**RECORDS FOR THIS EXERCISE:**
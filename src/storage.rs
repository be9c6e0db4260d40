use crate::store::AttendanceRecord;
use anyhow::Context;
use rusqlite::{Connection, OptionalExtension};
use std::path::Path;

pub const ATTENDANCE_KEY: &str = "attendance";

pub fn open_db(workspace: &Path) -> anyhow::Result<Connection> {
    std::fs::create_dir_all(workspace)?;
    let db_path = workspace.join("rollcall.sqlite3");
    let conn = Connection::open(db_path)?;
    conn.execute(
        "CREATE TABLE IF NOT EXISTS kv(
            key TEXT PRIMARY KEY,
            value TEXT NOT NULL
        )",
        [],
    )?;
    Ok(conn)
}

/// Reads the whole attendance blob. A missing key, unreadable row, or
/// malformed JSON all mean "start empty"; this never raises. Unknown fields
/// in stored rows are ignored and missing ones default, so older or newer
/// blobs stay readable.
pub fn load(conn: &Connection) -> Vec<AttendanceRecord> {
    let blob: Option<String> = conn
        .query_row(
            "SELECT value FROM kv WHERE key = ?",
            [ATTENDANCE_KEY],
            |r| r.get(0),
        )
        .optional()
        .unwrap_or(None);
    let Some(blob) = blob else {
        return Vec::new();
    };
    serde_json::from_str(&blob).unwrap_or_default()
}

/// Serializes the full list and overwrites the blob unconditionally. Every
/// mutation pays the whole-value cost; list sizes are tens to low hundreds.
pub fn save(conn: &Connection, records: &[AttendanceRecord]) -> anyhow::Result<()> {
    let blob = serde_json::to_string(records).context("serialize attendance list")?;
    conn.execute(
        "INSERT INTO kv(key, value) VALUES(?, ?)
         ON CONFLICT(key) DO UPDATE SET value = excluded.value",
        (ATTENDANCE_KEY, &blob),
    )?;
    Ok(())
}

**WORK INSTRUCTIONS:** All of the data above must be set down again exactly.

**EXERCISE RESPONSE:**
filename src/storage.rs
repository be9c6e0db4260d40
use crate::store::AttendanceRecord;
use anyhow::Context;
use rusqlite::{Connection, OptionalExtension};
use std::path::Path;

pub const ATTENDANCE_KEY: &str = "attendance";

pub fn open_db(workspace: &Path) -> anyhow::Result<Connection> {
    std::fs::create_dir_all(workspace)?;
    let db_path = workspace.join("rollcall.sqlite3");
    let conn = Connection::open(db_path)?;
    conn.execute(
        "CREATE TABLE IF NOT EXISTS kv(
            key TEXT PRIMARY KEY,
            value TEXT NOT NULL
        )",
        [],
    )?;
    Ok(conn)
}

/// Reads the whole attendance blob. A missing key, unreadable row, or
/// malformed JSON all mean "start empty"; this never raises. Unknown fields
/// in stored rows are ignored and missing ones default, so older or newer
/// blobs stay readable.
pub fn load(conn: &Connection) -> Vec<AttendanceRecord> {
    let blob: Option<String> = conn
        .query_row(
            "SELECT value FROM kv WHERE key = ?",
            [ATTENDANCE_KEY],
            |r| r.get(0),
        )
        .optional()
        .unwrap_or(None);
    let Some(blob) = blob else {
        return Vec::new();
    };
    serde_json::from_str(&blob).unwrap_or_default()
}

/// Serializes the full list and overwrites the blob unconditionally. Every
/// mutation pays the whole-value cost; list sizes are tens to low hundreds.
pub fn save(conn: &Connection, records: &[AttendanceRecord]) -> anyhow::Result<()> {
    let blob = serde_json::to_string(records).context("serialize attendance list")?;
    conn.execute(
        "INSERT INTO kv(key, value) VALUES(?, ?)
         ON CONFLICT(key) DO UPDATE SET value = excluded.value",
        (ATTENDANCE_KEY, &blob),
    )?;
    Ok(())
}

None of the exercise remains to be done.